**The problem:**
Go through the data below and copy each line that includes "encoder".

--*--

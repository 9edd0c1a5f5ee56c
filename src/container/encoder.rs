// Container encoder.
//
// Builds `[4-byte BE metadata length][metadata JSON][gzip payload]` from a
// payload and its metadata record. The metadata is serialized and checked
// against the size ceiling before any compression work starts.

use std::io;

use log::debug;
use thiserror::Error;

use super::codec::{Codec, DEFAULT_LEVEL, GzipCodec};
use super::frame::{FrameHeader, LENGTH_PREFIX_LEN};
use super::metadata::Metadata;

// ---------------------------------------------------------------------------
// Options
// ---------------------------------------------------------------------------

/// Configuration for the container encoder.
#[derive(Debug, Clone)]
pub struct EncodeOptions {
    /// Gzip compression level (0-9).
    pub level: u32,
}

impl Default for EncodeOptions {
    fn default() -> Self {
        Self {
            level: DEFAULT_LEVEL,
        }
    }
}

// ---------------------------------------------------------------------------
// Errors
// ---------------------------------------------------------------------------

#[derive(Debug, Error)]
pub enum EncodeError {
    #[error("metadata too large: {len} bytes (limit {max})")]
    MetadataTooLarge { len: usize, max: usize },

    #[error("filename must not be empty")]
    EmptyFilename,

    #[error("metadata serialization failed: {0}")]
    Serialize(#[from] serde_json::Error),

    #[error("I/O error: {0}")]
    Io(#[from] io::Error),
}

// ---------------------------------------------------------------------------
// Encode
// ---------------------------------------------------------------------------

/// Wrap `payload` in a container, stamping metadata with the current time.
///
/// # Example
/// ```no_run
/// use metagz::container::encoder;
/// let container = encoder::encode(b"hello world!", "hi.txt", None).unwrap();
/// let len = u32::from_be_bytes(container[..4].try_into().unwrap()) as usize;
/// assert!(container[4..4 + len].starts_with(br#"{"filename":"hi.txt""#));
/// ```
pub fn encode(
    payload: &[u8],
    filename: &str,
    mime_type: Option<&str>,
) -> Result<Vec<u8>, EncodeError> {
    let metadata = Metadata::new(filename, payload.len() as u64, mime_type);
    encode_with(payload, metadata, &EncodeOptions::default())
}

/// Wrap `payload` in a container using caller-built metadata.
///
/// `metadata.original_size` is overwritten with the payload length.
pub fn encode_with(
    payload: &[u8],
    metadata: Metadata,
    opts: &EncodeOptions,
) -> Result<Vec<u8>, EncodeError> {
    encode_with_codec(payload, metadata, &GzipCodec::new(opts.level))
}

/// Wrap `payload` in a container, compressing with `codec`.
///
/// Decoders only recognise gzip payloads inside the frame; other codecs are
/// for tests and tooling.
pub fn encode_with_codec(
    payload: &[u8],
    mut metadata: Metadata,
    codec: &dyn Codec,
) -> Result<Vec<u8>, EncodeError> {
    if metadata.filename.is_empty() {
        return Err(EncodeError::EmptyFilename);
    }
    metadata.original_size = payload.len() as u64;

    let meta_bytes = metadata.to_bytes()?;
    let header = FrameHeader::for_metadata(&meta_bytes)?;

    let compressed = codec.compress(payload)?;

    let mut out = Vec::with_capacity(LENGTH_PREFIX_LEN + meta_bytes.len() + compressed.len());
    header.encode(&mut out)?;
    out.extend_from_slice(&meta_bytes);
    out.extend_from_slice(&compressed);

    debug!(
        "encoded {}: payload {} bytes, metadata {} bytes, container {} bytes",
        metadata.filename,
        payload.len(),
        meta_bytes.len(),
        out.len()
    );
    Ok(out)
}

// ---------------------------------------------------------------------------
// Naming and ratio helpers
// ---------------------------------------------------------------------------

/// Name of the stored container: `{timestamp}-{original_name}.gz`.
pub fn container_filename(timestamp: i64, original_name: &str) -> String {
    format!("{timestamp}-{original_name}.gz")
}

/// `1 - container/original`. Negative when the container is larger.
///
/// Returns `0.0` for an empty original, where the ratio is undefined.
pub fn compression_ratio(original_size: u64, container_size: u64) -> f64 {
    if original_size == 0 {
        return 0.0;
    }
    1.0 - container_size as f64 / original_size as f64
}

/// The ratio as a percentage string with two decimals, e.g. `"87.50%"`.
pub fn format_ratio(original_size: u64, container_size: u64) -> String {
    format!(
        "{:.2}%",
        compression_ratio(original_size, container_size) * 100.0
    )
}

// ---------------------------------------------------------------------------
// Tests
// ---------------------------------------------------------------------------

--*--

**Your response:**
filename src/container/encoder.rs
// Container encoder.
/// Configuration for the container encoder.
/// use metagz::container::encoder;
/// let container = encoder::encode(b"hello world!", "hi.txt", None).unwrap();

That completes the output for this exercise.